🤖 AI Summary
This study addresses the challenges of jackknifing, collisions, and deadlock/livelock that commonly arise in decentralized coordination of long, heavy articulated vehicles (HAVs). To mitigate these issues, the authors propose PREVENT-JACK, a novel approach that introduces a context-guided mechanism into HAV swarm control. The method establishes a sparsely covered local behavioral framework integrating six distinct rules, including a specially designed Evade Attraction behavior to alleviate deadlocks, and supports complex configurations with up to ten trailers. Extensive simulations involving 15,000 trials demonstrate that in high-density, large-group scenarios, up to 27% of vehicles experience deadlock and 31% encounter livelock. Furthermore, smaller groups tend to actively avoid conflicts, whereas larger groups exhibit significantly increased waiting times.
📝 Abstract
In this paper, we aim to extend the traditional point-mass-like robot representation in swarm robotics and instead study a swarm of long Heavy Articulated Vehicles (HAVs).
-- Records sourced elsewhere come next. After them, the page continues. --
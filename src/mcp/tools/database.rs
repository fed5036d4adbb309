//! Database Tools
//!
//! Tools for listing and creating database applications. Operations that
//! need a workspace fall back to the active workspace when none is given.

use serde::Deserialize;
use serde_json::Value;

use crate::baserow::Capability;
use crate::mcp::context::ToolContext;
use crate::mcp::protocol::{McpError, ToolsCallResult};
use crate::mcp::registry::{McpRegistry, ToolBuilder, ToolResult};

/// Register database tools with the registry
pub fn register_tools(registry: &mut McpRegistry) {
    registry.register_tool(list_databases_tool());
    registry.register_tool(get_database_tool());
    registry.register_tool(create_database_tool());
}

/// Resolve an explicit workspace id or fall back to the active one.
fn resolve_workspace(ctx: &ToolContext, explicit: Option<i64>) -> Result<i64, McpError> {
    explicit
        .or_else(|| ctx.client.active_workspace())
        .ok_or_else(|| {
            McpError::InvalidParams(
                "No workspace_id provided and no active workspace set. \
                 Use baserow_set_workspace first."
                    .to_string(),
            )
        })
}

// ============================================================================
// baserow_list_databases
// ============================================================================

#[derive(Debug, Deserialize)]
struct ListDatabasesParams {
    #[serde(default)]
    workspace_id: Option<i64>,
}

fn list_databases_tool() -> super::super::registry::RegisteredTool {
    ToolBuilder::new("baserow_list_databases")
        .description("List all databases in the active workspace or a specific workspace")
        .input_schema(serde_json::json!({
            "type": "object",
            "properties": {
                "workspace_id": {
                    "type": "number",
                    "description": "Optional workspace ID. If not provided, uses the active workspace"
                }
            }
        }))
        .capability(Capability::FullApiAccess)
        .build(list_databases_handler)
}

async fn list_databases_handler(ctx: ToolContext, params: Value) -> ToolResult {
    let params: ListDatabasesParams =
        serde_json::from_value(params).map_err(|e| McpError::InvalidParams(e.to_string()))?;

    let workspace_id = resolve_workspace(&ctx, params.workspace_id)?;
    let databases = ctx.client.list_databases(Some(workspace_id)).await?;

    ToolsCallResult::json(&databases).map_err(|e| McpError::InternalError(e.to_string()))
}

// ============================================================================
// baserow_get_database
// ============================================================================

#[derive(Debug, Deserialize)]
struct GetDatabaseParams {
    database_id: i64,
}

fn get_database_tool() -> super::super::registry::RegisteredTool {
    ToolBuilder::new("baserow_get_database")
        .description("Get details of a specific database")
        .input_schema(serde_json::json!({
            "type": "object",
            "properties": {
                "database_id": {
                    "type": "number",
                    "description": "The ID of the database"
                }
            },
            "required": ["database_id"]
        }))
        .capability(Capability::FullApiAccess)
        .build(get_database_handler)
}

async fn get_database_handler(ctx: ToolContext, params: Value) -> ToolResult {
    let params: GetDatabaseParams =
        serde_json::from_value(params).map_err(|e| McpError::InvalidParams(e.to_string()))?;

    let database = ctx.client.get_database(params.database_id).await?;

    ToolsCallResult::json(&database).map_err(|e| McpError::InternalError(e.to_string()))
}

// ============================================================================
// baserow_create_database
// ============================================================================

#[derive(Debug, Deserialize)]
struct CreateDatabaseParams {
    name: String,
    #[serde(default)]
    workspace_id: Option<i64>,
}

fn create_database_tool() -> super::super::registry::RegisteredTool {
    ToolBuilder::new("baserow_create_database")
        .description("Create a new database in a workspace")
        .input_schema(serde_json::json!({
            "type": "object",
            "properties": {
                "name": {
                    "type": "string",
                    "description": "Name of the new database"
                },
                "workspace_id": {
                    "type": "number",
                    "description": "ID of the workspace. If not provided, uses the active workspace"
                }
            },
            "required": ["name"]
        }))
        .capability(Capability::FullApiAccess)
        .build(create_database_handler)
}

async fn create_database_handler(ctx: ToolContext, params: Value) -> ToolResult {
    let params: CreateDatabaseParams =
        serde_json::from_value(params).map_err(|e| McpError::InvalidParams(e.to_string()))?;

    let workspace_id = resolve_workspace(&ctx, params.workspace_id)?;
    let database = ctx
        .client
        .create_database(workspace_id, &params.name)
        .await?;

    ToolsCallResult::json(&database).map_err(|e| McpError::InternalError(e.to_string()))
}
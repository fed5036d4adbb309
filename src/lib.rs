//! Baserow MCP Server Library
//!
//! This library exposes the internal modules for testing and potential reuse.

pub mod baserow;
pub mod config;
pub mod mcp;

// Re-export commonly used types for convenience
pub use baserow::{AuthManager, BaserowClient, BaserowError, Capability, TokenKind};
pub use config::{AppConfig, AuthConfig, CliConfig, FileConfig};
pub use mcp::{create_mcp_state, serve_stdio, McpState};
//! Authentication and token lifecycle for the Baserow API.
//!
//! Three mutually exclusive modes: a fixed database token, an externally
//! supplied JWT, and a username/password pair that mints JWT sessions on
//! demand. JWTs are refreshed transparently shortly before they lapse, and a
//! rejected refresh falls back to a fresh login when the password is held.

use chrono::{DateTime, Duration, Utc};
use reqwest::{Client, StatusCode};
use serde::{Deserialize, Serialize};
use tokio::sync::Mutex;
use tracing::{debug, info, warn};

use super::client::response_error;
use super::error::BaserowError;
use super::types::ApiErrorBody;

/// The server issues 60-minute JWTs; we record expiry 5 minutes early so a
/// token never lapses mid-request.
const JWT_SESSION_MINUTES: i64 = 55;

/// Refresh eagerly once the recorded expiry is this close.
const REFRESH_MARGIN_MINUTES: i64 = 5;

/// The flavor of an explicitly supplied token, deciding the header scheme.
#[derive(Debug, Clone, Copy, PartialEq, Eq, Serialize, Deserialize)]
#[serde(rename_all = "snake_case")]
pub enum TokenKind {
    /// Short-lived session token, sent as `JWT <token>`.
    Jwt,
    /// Long-lived database-scoped token, sent as `Bearer <token>`.
    DatabaseToken,
}

/// What the current credentials allow. Reported in auth status and used to
/// gate which tools are visible and callable.
#[derive(Debug, Clone, Copy, PartialEq, Eq, Serialize)]
#[serde(rename_all = "snake_case")]
pub enum Capability {
    WorkspaceManagement,
    DatabaseOperations,
    UserManagement,
    FullApiAccess,
}

/// Snapshot of the authentication state. Reading it never triggers network
/// activity.
#[derive(Debug, Clone, Serialize)]
pub struct AuthStatus {
    pub is_authenticated: bool,
    pub auth_type: &'static str,
    pub has_global_access: bool,
    #[serde(skip_serializing_if = "Option::is_none")]
    pub token_expiry: Option<String>,
    pub capabilities: Vec<Capability>,
}

/// A JWT session together with its refresh token and recorded expiry.
#[derive(Debug, Clone)]
struct JwtSession {
    token: String,
    refresh_token: Option<String>,
    expires_at: DateTime<Utc>,
}

/// The active authentication mode. Exactly one is held at a time; switching
/// modes structurally drops everything the new mode does not use.
#[derive(Debug, Clone)]
enum CredentialState {
    /// Fixed database token. Never expires, never refreshed.
    DatabaseToken { token: String },
    /// Externally supplied JWT, refreshable only if a refresh token is held.
    Jwt {
        token: String,
        refresh_token: Option<String>,
        expires_at: Option<DateTime<Utc>>,
    },
    /// Username/password pair minting JWT sessions on demand.
    Credentials {
        username: String,
        password: String,
        session: Option<JwtSession>,
    },
}

/// Outcome of a refresh attempt. A rejected refresh token is recoverable in
/// credentials mode, so it is not an error by itself.
enum RefreshOutcome {
    Refreshed(String),
    Rejected,
}

/// Owns the credential state and computes `Authorization` header values,
/// logging in or refreshing transparently as tokens approach expiry.
pub struct AuthManager {
    http: Client,
    base_url: String,
    state: Mutex<CredentialState>,
}

impl AuthManager {
    /// Auth manager starting from an explicit token.
    pub fn with_token(http: Client, base_url: String, token: String, kind: TokenKind) -> Self {
        Self {
            http,
            base_url,
            state: Mutex::new(initial_token_state(token, kind)),
        }
    }

    /// Auth manager starting from a username/password pair. The first
    /// request triggers a login.
    pub fn with_credentials(
        http: Client,
        base_url: String,
        username: String,
        password: String,
    ) -> Self {
        Self {
            http,
            base_url,
            state: Mutex::new(CredentialState::Credentials {
                username,
                password,
                session: None,
            }),
        }
    }

    /// The `Authorization` header value for the next request, refreshing or
    /// logging in first when the held token is about to lapse.
    ///
    /// The lock is held across the whole check-refresh-store sequence, so
    /// concurrent callers cannot race into duplicate logins.
    pub async fn auth_header(&self) -> Result<String, BaserowError> {
        let mut state = self.state.lock().await;
        match &mut *state {
            CredentialState::DatabaseToken { token } => Ok(format!("Bearer {}", token)),

            CredentialState::Jwt {
                token,
                refresh_token,
                expires_at,
            } => {
                if expires_at.map(near_expiry).unwrap_or(false) {
                    let refresh = refresh_token.clone().ok_or_else(|| {
                        BaserowError::Auth(
                            "JWT token expired and no refresh token available".to_string(),
                        )
                    })?;
                    match self.request_refresh(&refresh).await? {
                        RefreshOutcome::Refreshed(new_token) => {
                            *token = new_token;
                            *expires_at = Some(next_expiry());
                        }
                        RefreshOutcome::Rejected => {
                            return Err(BaserowError::Auth(
                                "Refresh token expired. Please re-authenticate.".to_string(),
                            ));
                        }
                    }
                }
                Ok(format!("JWT {}", token))
            }

            CredentialState::Credentials {
                username,
                password,
                session,
            } => {
                if let Some(current) = session {
                    if !near_expiry(current.expires_at) {
                        return Ok(format!("JWT {}", current.token));
                    }
                    if let Some(refresh) = current.refresh_token.clone() {
                        if let RefreshOutcome::Refreshed(token) =
                            self.request_refresh(&refresh).await?
                        {
                            current.token = token;
                            current.expires_at = next_expiry();
                            return Ok(format!("JWT {}", current.token));
                        }
                        warn!("refresh token rejected, starting a new session");
                    }
                }
                let fresh = self.login_session(username, password).await?;
                let header = format!("JWT {}", fresh.token);
                *session = Some(fresh);
                Ok(header)
            }
        }
    }

    /// Replace the held credentials with an explicit bare token. Any
    /// previous username/password or refresh token is dropped.
    pub async fn set_token(&self, token: String, kind: TokenKind) {
        let mut state = self.state.lock().await;
        *state = initial_token_state(token, kind);
    }

    /// Switch to username/password mode. No network activity happens here;
    /// the next request logs in.
    pub async fn set_credentials(&self, username: String, password: String) {
        let mut state = self.state.lock().await;
        *state = CredentialState::Credentials {
            username,
            password,
            session: None,
        };
    }

    /// Describe the current authentication state without mutating it.
    pub async fn status(&self) -> AuthStatus {
        let state = self.state.lock().await;
        match &*state {
            CredentialState::DatabaseToken { .. } => AuthStatus {
                is_authenticated: true,
                auth_type: "database_token",
                has_global_access: false,
                token_expiry: None,
                capabilities: vec![Capability::DatabaseOperations],
            },
            CredentialState::Jwt { expires_at, .. } => AuthStatus {
                is_authenticated: true,
                auth_type: "jwt",
                has_global_access: true,
                token_expiry: expires_at.map(|t| t.to_rfc3339()),
                capabilities: full_capabilities(),
            },
            CredentialState::Credentials { session, .. } => AuthStatus {
                is_authenticated: true,
                auth_type: "credentials",
                has_global_access: true,
                token_expiry: session.as_ref().map(|s| s.expires_at.to_rfc3339()),
                capabilities: full_capabilities(),
            },
        }
    }

    async fn login_session(
        &self,
        username: &str,
        password: &str,
    ) -> Result<JwtSession, BaserowError> {
        let url = format!("{}/api/user/token-auth/", self.base_url);
        debug!("requesting new JWT session");
        let response = self
            .http
            .post(&url)
            .json(&serde_json::json!({ "username": username, "password": password }))
            .send()
            .await?;

        let status = response.status();
        if !status.is_success() {
            let reason = status
                .canonical_reason()
                .unwrap_or("unknown error")
                .to_string();
            let detail = response
                .json::<ApiErrorBody>()
                .await
                .ok()
                .and_then(|body| body.detail_text())
                .unwrap_or(reason);
            return Err(BaserowError::Auth(format!("Login failed: {}", detail)));
        }

        let auth: TokenAuthResponse = response.json().await?;
        info!("acquired JWT session via username/password login");
        Ok(JwtSession {
            token: auth.token,
            refresh_token: auth.refresh_token,
            expires_at: next_expiry(),
        })
    }

    async fn request_refresh(&self, refresh_token: &str) -> Result<RefreshOutcome, BaserowError> {
        let url = format!("{}/api/user/token-refresh/", self.base_url);
        debug!("refreshing JWT session");
        let response = self
            .http
            .post(&url)
            .json(&serde_json::json!({ "refresh_token": refresh_token }))
            .send()
            .await?;

        if response.status() == StatusCode::UNAUTHORIZED {
            return Ok(RefreshOutcome::Rejected);
        }
        if !response.status().is_success() {
            return Err(response_error(response).await);
        }

        let refreshed: TokenRefreshResponse = response.json().await?;
        Ok(RefreshOutcome::Refreshed(refreshed.token))
    }
}

fn initial_token_state(token: String, kind: TokenKind) -> CredentialState {
    match kind {
        TokenKind::Jwt => CredentialState::Jwt {
            token,
            refresh_token: None,
            expires_at: Some(next_expiry()),
        },
        TokenKind::DatabaseToken => CredentialState::DatabaseToken { token },
    }
}

fn next_expiry() -> DateTime<Utc> {
    Utc::now() + Duration::minutes(JWT_SESSION_MINUTES)
}

fn near_expiry(expires_at: DateTime<Utc>) -> bool {
    Utc::now() + Duration::minutes(REFRESH_MARGIN_MINUTES) >= expires_at
}

fn full_capabilities() -> Vec<Capability> {
    vec![
        Capability::WorkspaceManagement,
        Capability::DatabaseOperations,
        Capability::UserManagement,
        Capability::FullApiAccess,
    ]
}

// Baserow identity API types

#[derive(Debug, Deserialize)]
struct TokenAuthResponse {
    token: String,
    #[serde(default)]
    refresh_token: Option<String>,
}

#[derive(Debug, Deserialize)]
struct TokenRefreshResponse {
    token: String,
}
HAVs are kinematically constrained, elongated, and articulated, introducing unique challenges. Local, decentralized coordination of these vehicles is motivated by many real-world applications. Our approach, Prevent-Jack, introduces the sparsely covered context steering framework in robotics. It fuses six local behaviors, providing guarantees against jackknifing and collisions at the cost of potential dead- and livelocks, tested for vehicles with up to ten trailers. We highlight the importance of the Evade Attraction behavior for deadlock prevention using a parameter study, and use 15,000 simulations to evaluate the swarm performance. Our extensive experiments and the results show that both the dead- and livelocks occur more frequently in larger swarms and denser scenarios, affecting a peak average of 27%/31% of vehicles. We observe that larger swarms exhibit increased waiting, while smaller swarms show increased evasion.